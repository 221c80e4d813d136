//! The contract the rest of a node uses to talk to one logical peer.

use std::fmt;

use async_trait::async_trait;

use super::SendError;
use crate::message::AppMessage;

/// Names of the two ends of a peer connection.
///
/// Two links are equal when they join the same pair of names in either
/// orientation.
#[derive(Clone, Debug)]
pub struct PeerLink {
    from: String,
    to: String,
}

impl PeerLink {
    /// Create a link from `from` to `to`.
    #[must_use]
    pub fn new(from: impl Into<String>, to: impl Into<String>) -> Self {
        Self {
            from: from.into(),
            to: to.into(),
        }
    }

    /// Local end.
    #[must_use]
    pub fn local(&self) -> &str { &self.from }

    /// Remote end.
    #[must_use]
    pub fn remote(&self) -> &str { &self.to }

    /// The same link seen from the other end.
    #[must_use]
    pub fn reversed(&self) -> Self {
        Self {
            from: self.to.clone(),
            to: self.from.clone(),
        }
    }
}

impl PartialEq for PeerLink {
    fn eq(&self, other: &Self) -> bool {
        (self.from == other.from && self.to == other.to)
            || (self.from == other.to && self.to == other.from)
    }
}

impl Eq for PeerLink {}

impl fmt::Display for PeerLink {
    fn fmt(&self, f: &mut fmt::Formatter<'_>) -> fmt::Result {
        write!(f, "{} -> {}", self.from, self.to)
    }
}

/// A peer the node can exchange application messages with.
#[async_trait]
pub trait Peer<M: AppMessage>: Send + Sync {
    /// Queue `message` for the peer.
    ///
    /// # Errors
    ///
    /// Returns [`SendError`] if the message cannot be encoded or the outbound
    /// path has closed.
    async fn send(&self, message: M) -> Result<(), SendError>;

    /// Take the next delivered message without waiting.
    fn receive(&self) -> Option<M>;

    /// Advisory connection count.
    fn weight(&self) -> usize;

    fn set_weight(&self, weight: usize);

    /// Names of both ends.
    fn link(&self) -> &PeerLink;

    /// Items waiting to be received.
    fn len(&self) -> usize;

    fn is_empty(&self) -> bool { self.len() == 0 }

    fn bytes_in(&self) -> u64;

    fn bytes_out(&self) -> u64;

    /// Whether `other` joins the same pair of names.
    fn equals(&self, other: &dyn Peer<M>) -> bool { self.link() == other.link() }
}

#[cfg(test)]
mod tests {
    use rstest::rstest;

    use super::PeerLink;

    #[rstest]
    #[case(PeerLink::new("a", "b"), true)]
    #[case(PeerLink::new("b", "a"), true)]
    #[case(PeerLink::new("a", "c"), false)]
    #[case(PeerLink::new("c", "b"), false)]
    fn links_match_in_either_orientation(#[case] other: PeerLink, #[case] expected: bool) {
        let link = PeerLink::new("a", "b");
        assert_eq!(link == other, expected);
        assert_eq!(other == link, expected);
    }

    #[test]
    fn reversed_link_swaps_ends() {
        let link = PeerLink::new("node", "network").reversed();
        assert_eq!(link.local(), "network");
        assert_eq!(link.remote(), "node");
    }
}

++++++++

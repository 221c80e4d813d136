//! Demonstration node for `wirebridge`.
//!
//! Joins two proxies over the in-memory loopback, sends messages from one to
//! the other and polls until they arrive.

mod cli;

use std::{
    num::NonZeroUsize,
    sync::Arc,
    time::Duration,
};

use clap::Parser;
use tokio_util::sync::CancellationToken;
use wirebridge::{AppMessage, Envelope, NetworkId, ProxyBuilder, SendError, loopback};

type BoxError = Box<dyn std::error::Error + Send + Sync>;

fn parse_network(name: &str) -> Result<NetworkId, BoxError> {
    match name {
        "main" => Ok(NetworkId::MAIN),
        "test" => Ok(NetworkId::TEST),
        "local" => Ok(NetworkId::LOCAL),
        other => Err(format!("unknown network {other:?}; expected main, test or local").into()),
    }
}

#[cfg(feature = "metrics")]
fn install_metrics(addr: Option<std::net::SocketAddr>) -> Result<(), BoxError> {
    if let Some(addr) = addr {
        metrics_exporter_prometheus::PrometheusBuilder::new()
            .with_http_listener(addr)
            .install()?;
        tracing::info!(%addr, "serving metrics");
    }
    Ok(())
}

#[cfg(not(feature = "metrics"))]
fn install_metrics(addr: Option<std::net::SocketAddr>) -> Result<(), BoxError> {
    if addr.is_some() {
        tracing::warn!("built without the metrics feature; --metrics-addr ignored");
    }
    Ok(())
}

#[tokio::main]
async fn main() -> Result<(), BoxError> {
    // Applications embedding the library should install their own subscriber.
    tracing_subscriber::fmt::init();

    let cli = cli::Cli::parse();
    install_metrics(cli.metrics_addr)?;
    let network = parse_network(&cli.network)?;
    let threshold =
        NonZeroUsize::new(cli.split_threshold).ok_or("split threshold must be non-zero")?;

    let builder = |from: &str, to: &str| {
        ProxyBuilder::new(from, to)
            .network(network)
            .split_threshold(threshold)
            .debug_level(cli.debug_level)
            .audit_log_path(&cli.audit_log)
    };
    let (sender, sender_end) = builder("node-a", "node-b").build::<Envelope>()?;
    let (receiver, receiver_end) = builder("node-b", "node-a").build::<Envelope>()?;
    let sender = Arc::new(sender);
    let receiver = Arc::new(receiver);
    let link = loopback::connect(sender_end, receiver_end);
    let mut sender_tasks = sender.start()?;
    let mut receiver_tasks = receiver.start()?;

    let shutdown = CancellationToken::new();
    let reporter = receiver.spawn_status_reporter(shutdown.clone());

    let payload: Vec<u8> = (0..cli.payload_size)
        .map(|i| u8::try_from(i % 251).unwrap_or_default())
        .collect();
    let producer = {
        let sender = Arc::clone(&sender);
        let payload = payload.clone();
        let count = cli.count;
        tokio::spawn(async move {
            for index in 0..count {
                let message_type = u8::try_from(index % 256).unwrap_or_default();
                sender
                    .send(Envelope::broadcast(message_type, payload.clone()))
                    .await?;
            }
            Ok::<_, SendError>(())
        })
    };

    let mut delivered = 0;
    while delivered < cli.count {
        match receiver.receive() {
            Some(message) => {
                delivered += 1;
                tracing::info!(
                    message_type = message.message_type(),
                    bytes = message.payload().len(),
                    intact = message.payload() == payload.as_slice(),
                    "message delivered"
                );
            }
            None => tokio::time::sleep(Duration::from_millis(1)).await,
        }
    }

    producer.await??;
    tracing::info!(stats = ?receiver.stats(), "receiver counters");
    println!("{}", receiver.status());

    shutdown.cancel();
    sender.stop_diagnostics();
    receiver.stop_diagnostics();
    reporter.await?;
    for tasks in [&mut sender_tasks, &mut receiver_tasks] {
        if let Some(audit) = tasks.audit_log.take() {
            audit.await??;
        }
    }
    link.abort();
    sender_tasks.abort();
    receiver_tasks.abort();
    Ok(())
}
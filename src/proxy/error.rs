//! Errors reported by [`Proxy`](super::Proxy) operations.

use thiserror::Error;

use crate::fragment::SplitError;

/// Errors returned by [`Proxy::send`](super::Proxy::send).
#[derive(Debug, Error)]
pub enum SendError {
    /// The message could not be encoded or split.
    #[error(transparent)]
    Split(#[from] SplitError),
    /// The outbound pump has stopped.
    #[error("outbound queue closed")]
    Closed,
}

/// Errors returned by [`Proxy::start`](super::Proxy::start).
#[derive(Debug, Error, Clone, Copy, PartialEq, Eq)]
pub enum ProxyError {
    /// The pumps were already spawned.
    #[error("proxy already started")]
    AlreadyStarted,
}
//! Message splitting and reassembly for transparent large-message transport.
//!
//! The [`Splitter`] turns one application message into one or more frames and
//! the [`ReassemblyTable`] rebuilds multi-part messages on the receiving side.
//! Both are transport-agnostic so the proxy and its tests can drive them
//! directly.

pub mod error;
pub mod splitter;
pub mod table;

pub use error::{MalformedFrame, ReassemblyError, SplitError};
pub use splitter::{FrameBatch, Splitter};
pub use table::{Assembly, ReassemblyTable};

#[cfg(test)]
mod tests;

++++++++

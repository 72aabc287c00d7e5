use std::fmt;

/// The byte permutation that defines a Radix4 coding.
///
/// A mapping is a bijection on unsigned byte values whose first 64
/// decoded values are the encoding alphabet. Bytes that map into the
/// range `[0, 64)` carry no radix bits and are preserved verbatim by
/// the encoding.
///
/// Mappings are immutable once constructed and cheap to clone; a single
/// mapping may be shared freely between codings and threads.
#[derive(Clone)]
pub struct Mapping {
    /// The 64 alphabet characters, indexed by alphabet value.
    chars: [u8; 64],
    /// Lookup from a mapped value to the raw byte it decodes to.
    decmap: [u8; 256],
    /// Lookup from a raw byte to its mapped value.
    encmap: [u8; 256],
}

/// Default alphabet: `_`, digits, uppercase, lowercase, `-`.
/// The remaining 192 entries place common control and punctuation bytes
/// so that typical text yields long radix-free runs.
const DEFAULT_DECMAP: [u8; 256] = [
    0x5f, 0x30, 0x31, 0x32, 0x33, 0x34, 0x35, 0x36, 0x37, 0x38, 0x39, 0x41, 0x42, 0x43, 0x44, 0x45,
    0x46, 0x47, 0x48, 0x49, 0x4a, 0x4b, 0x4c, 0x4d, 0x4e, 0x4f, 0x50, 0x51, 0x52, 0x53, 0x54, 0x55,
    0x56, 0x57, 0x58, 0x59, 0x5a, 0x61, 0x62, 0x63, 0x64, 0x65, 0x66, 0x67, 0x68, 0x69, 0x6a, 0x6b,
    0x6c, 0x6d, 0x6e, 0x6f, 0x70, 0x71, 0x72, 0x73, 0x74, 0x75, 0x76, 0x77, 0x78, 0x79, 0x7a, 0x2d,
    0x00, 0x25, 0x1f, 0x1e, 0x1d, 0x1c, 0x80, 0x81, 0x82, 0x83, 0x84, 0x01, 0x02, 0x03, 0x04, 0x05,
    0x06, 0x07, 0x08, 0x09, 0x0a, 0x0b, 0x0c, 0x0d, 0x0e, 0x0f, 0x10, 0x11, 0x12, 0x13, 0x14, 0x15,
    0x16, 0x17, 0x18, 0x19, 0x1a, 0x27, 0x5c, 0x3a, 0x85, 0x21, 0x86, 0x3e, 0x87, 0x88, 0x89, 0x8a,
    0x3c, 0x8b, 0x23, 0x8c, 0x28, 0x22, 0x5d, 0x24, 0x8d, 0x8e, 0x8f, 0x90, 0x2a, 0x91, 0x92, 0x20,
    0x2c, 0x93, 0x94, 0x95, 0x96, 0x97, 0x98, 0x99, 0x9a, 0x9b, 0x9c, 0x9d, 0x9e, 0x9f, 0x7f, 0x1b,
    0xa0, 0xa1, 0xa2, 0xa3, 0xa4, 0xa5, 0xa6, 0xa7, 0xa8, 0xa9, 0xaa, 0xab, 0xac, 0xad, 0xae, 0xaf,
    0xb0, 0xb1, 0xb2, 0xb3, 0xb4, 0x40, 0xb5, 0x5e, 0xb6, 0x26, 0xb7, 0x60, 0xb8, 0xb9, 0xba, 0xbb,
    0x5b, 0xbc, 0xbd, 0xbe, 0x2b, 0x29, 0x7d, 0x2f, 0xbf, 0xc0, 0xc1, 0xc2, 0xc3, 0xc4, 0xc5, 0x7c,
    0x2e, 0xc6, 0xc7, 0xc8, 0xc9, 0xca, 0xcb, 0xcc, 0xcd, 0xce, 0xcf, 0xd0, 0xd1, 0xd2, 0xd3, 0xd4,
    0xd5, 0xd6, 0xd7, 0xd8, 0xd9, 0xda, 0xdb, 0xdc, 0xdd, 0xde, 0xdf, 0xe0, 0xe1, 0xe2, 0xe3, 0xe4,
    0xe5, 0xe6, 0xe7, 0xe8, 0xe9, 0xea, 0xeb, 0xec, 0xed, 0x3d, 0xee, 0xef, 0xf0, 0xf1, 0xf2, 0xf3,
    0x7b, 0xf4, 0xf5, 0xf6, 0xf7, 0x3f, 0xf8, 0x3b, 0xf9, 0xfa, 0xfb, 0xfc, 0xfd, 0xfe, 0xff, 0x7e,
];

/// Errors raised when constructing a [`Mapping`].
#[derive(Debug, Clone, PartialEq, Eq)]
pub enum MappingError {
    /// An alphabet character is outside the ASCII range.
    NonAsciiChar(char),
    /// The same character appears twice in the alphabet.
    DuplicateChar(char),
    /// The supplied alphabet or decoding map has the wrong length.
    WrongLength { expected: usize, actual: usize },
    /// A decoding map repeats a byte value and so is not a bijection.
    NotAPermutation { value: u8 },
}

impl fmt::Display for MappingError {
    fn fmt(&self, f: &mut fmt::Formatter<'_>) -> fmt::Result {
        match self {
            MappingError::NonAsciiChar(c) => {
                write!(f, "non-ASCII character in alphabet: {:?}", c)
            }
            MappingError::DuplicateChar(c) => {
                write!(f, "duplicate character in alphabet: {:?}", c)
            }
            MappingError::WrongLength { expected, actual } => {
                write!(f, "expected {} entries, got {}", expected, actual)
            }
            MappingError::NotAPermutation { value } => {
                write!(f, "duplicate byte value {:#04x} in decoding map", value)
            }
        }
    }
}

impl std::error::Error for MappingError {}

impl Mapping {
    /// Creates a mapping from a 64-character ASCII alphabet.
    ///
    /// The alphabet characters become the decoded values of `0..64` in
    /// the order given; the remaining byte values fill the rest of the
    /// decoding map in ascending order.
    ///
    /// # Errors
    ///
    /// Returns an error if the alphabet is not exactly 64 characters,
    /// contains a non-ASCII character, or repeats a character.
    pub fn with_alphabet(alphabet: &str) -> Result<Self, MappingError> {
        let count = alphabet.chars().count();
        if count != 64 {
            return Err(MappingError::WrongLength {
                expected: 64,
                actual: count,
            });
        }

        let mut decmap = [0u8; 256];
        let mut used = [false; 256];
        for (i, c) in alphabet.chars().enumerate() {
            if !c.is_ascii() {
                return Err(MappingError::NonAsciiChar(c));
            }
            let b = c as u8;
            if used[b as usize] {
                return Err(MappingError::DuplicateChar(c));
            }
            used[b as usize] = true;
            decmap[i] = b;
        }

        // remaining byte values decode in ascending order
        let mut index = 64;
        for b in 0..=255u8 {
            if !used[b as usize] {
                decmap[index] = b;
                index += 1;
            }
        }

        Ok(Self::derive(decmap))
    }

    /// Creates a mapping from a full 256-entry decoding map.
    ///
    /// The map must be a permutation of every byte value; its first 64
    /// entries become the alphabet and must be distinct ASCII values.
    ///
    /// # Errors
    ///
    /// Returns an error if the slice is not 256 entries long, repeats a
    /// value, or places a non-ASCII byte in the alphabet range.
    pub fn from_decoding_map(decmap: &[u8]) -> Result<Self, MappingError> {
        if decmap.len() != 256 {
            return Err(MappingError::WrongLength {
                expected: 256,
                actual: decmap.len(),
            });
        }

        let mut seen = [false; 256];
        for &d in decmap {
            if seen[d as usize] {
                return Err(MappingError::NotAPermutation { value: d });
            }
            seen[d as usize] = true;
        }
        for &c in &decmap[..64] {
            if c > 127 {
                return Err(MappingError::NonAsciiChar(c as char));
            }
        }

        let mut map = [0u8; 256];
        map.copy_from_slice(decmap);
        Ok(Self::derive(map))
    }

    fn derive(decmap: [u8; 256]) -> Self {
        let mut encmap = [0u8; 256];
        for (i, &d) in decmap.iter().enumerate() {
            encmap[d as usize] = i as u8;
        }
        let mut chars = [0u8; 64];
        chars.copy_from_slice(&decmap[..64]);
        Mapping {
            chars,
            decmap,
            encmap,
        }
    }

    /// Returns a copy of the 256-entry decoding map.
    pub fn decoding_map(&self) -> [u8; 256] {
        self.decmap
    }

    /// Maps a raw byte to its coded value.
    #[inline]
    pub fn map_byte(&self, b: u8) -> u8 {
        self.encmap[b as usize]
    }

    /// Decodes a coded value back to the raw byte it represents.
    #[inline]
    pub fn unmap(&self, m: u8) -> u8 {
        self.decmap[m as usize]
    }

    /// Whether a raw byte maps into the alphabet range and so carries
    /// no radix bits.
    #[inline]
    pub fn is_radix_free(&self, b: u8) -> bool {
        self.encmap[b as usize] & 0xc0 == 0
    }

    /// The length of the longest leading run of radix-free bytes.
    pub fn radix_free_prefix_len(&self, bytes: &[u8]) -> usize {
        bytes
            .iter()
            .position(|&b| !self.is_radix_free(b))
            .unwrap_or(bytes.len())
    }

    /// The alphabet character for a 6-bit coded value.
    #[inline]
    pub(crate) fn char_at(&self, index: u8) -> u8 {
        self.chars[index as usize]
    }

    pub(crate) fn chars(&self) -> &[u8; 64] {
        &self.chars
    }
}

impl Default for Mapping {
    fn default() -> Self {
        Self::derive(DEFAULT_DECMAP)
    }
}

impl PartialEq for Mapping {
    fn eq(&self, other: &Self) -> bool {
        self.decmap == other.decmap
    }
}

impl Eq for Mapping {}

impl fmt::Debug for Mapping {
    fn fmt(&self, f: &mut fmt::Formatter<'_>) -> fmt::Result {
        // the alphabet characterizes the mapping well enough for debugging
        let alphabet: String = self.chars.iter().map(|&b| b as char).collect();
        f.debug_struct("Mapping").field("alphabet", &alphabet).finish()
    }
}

++++++++

Search the data for the string "threshold". List each line that has it.

    let threshold =
        NonZeroUsize::new(cli.split_threshold).ok_or("split threshold must be non-zero")?;
            .split_threshold(threshold)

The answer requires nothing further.